Start of DATA UNDER STUDY

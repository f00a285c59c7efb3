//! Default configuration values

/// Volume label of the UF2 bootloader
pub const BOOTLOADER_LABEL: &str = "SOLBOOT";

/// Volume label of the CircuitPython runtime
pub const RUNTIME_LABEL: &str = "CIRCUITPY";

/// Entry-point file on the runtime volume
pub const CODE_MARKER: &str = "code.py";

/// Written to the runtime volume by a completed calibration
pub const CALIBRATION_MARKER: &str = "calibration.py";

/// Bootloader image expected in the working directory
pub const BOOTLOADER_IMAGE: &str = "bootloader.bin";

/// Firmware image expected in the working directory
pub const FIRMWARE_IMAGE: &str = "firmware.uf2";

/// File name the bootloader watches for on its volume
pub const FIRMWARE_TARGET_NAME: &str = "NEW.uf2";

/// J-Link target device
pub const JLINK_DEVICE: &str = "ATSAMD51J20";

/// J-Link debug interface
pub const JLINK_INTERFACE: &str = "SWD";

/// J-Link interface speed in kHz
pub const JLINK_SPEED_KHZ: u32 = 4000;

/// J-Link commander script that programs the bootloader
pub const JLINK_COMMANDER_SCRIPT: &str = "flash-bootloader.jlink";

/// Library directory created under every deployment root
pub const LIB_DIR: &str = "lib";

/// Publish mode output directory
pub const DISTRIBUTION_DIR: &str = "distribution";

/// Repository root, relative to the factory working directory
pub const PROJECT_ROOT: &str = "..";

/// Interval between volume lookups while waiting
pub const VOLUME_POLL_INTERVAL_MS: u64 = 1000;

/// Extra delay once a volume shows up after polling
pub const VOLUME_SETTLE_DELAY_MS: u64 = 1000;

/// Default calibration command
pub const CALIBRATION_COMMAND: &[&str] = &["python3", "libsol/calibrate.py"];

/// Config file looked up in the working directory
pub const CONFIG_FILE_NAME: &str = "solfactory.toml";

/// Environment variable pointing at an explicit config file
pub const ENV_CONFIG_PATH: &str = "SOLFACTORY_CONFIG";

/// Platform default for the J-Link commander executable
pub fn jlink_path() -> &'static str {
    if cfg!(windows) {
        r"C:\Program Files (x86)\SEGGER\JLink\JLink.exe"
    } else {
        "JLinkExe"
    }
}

End of DATA UNDER STUDY

▶ **WORK ITEM**
Only the lines from the start of the listing through the line with "a completed calibration" should be repeated, each exactly as it stands.

▶ **YOUR RESPONSE**
repository f00a285c59c7efb3
//! Default configuration values

/// Volume label of the UF2 bootloader
pub const BOOTLOADER_LABEL: &str = "SOLBOOT";

/// Volume label of the CircuitPython runtime
pub const RUNTIME_LABEL: &str = "CIRCUITPY";

/// Entry-point file on the runtime volume
pub const CODE_MARKER: &str = "code.py";

/// Written to the runtime volume by a completed calibration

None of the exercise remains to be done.